Users create Prisms by first putting up a certain amount of collateral (denominated in ether) into a smart contract. (Behind the scenes, a smart contract operated by ShapeShift deploys a smart contract that represents the portfolio.)
Users then fund the address they provide, and for which they responsible for maintaining, keeping the custody of the assets underlying the portfolio.
Finally, users send funds to the address, thereby creating a contract. The result is that the portfolio doesn’t even hold ether assets, but rather it tracks contract terms, which are set up to change to track the value of all the assets.
“A prism portfolio doesn’t have a bunch of proxy tokens sitting somewhere, it is simply ethereum as collateral put into the contract by the buyer and ether put into the contract from the seller, and the price can rise and fall,” he continued.
Still, to create the Prism, another user needs to take the other side of the trade that sets up the account, effectively betting against each investment in the portfolio.
Future versions of the product, Voorhees said, may enable users to enter into such agreements with other users, but to start, ShapeShift will be the counterparty to every transaction, hedging its trades in the background to ensure the integrity of its finances.
“The simplest explanation is you make a prism of 1 bitcoin, that’s the whole prism.
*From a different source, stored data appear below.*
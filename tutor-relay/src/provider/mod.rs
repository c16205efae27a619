//! Upstream generative-language providers.
//!
//! The relay only depends on the [`Provider`] trait; [`GeminiProvider`] is the
//! production implementation and tests substitute scripted providers.

mod gemini;

pub use gemini::GeminiProvider;

use crate::session::{Turn, TurnRole};
use async_trait::async_trait;
use serde::{Deserialize, Serialize};

// ============================================================================
// Provider Trait
// ============================================================================

/// Unified interface for LLM providers.
#[async_trait]
pub trait Provider: Send + Sync {
    /// Get the provider name.
    fn name(&self) -> &str;

    /// Send a chat completion request.
    async fn chat(&self, request: ChatRequest) -> Result<ChatResponse, ProviderError>;
}

/// Error from a provider. Never surfaced to relay callers.
#[derive(Debug, Clone)]
pub struct ProviderError {
    pub provider: String,
    pub model: String,
    pub message: String,
    pub status_code: Option<u16>,
}

impl ProviderError {
    pub fn new(
        provider: impl Into<String>,
        model: impl Into<String>,
        message: impl Into<String>,
    ) -> Self {
        Self {
            provider: provider.into(),
            model: model.into(),
            message: message.into(),
            status_code: None,
        }
    }

    pub fn with_status(mut self, status_code: u16) -> Self {
        self.status_code = Some(status_code);
        self
    }
}

impl std::fmt::Display for ProviderError {
    fn fmt(&self, f: &mut std::fmt::Formatter<'_>) -> std::fmt::Result {
        write!(f, "[{}:{}] {}", self.provider, self.model, self.message)
    }
}

impl std::error::Error for ProviderError {}

// ============================================================================
// Request/Response Types
// ============================================================================

/// Unified chat request.
#[derive(Debug, Clone, Serialize, Deserialize)]
pub struct ChatRequest {
    /// Model to use
    pub model: String,
    /// Ordered conversation, oldest first
    pub messages: Vec<Message>,
    /// Maximum tokens to generate
    #[serde(skip_serializing_if = "Option::is_none")]
    pub max_tokens: Option<i64>,
    /// Sampling temperature
    #[serde(skip_serializing_if = "Option::is_none")]
    pub temperature: Option<f64>,
}

/// A message in the conversation.
#[derive(Debug, Clone, PartialEq, Serialize, Deserialize)]
pub struct Message {
    /// "user" or "assistant"
    pub role: String,
    pub content: String,
}

impl From<&Turn> for Message {
    /// The priming instruction travels as an ordinary user turn.
    fn from(turn: &Turn) -> Self {
        let role = match turn.role() {
            TurnRole::Priming | TurnRole::User => "user",
            TurnRole::Assistant => "assistant",
        };
        Self {
            role: role.to_string(),
            content: turn.text().to_string(),
        }
    }
}

/// Unified chat response.
#[derive(Debug, Clone, Serialize, Deserialize)]
pub struct ChatResponse {
    /// Provider name
    pub provider: String,
    /// Model used
    pub model: String,
    /// Response content
    pub content: String,
    /// Token usage
    pub usage: TokenUsage,
    /// Finish reason
    pub finish_reason: Option<String>,
    /// Response latency in milliseconds
    pub latency_ms: u64,
}

/// Token usage information.
#[derive(Debug, Clone, Default, Serialize, Deserialize)]
pub struct TokenUsage {
    pub input_tokens: i64,
    pub output_tokens: i64,
    pub total_tokens: i64,
}

#[cfg(test)]
mod tests {
    use super::*;

    #[test]
    fn test_message_from_turns() {
        assert_eq!(Message::from(&Turn::priming("p")).role, "user");
        assert_eq!(Message::from(&Turn::user("q")).role, "user");

        let reply = Message::from(&Turn::assistant("a"));
        assert_eq!(reply.role, "assistant");
        assert_eq!(reply.content, "a");
    }

    #[test]
    fn test_provider_error_display() {
        let err = ProviderError::new("gemini", "gemini-2.5-flash", "boom").with_status(503);
        assert_eq!(err.to_string(), "[gemini:gemini-2.5-flash] boom");
        assert_eq!(err.status_code, Some(503));
    }

    #[test]
    fn test_chat_request_serialization() {
        let request = ChatRequest {
            model: "gemini-2.5-flash".into(),
            messages: vec![Message::from(&Turn::user("Xin hỏi"))],
            max_tokens: Some(2000),
            temperature: None,
        };

        let json = serde_json::to_string(&request).unwrap();
        assert!(json.contains("gemini-2.5-flash"));
        assert!(json.contains("Xin hỏi"));
        assert!(!json.contains("temperature"));
    }
}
It’s worth 1 bitcoin. ShapeShift takes the other side of that, so that means ShapeShift is short 1 bitcoin. ShapeShift just buys a bitcoin from someone, then if bitcoin goes up it lost $10 on the prism, but gained $10 on bitcoin, so it’s a wash,” he explained.
In this way, ShapeShift will make its money on closing costs associated with the accounts.
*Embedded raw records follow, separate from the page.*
//! Per-session conversation context.
//!
//! - Lazy creation on first message, primed with the lesson instruction
//! - Bounded turn sequence with the priming turn pinned
//! - Idle eviction driven by a periodic sweep

pub mod store;
pub mod types;

pub use store::{InMemorySessionStore, SessionHandle, SessionStore};
pub use types::{Session, Turn, TurnRole};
Users will be charged a 2.4% fee to close out Prisms, plus 0.05 ETH (about $6 today), a fee that covers the gas cost the ShapeShift must pay to run the smart contracts on the public ethereum blockchain.
As the Prisms are fully with ether capital, there’s also a 1% per month fee paid to cover that cost of capital.
The product launch also marks an evolution for ShapeShift, originally founded in 2013 as an advancement over traditional order-book exchanges.
Instead of trading, users of the original ShapeShift project swap between cryptocurrencies, a process that occurs without the need for account creation or management, reducing trust in the service, and as long argued by Voorhees, creating a value proposition in line with the spirit of decentralized economic networks.
Still, Voorhees appears to already be thinking ahead to the next step.
In conversation, he mentions how the technology exists for users to take their Prism and issue tokens on the ethereum blockchain representing shares in that Prism.
“There’s no block on someone doing that,” he said.
Voorhees has even gone so far as to conceptualize a time when regulated firms may even use a white-label version of the service, or a similar type of technology, for the more traditional financial assets that are well-known by Wall Street.
When broaching the subject, I even float the idea, speculating it could as far as 20 years into the future, should the technology mature sufficiently.
“Well, more like in five years, but I don’t want to get into that too much.”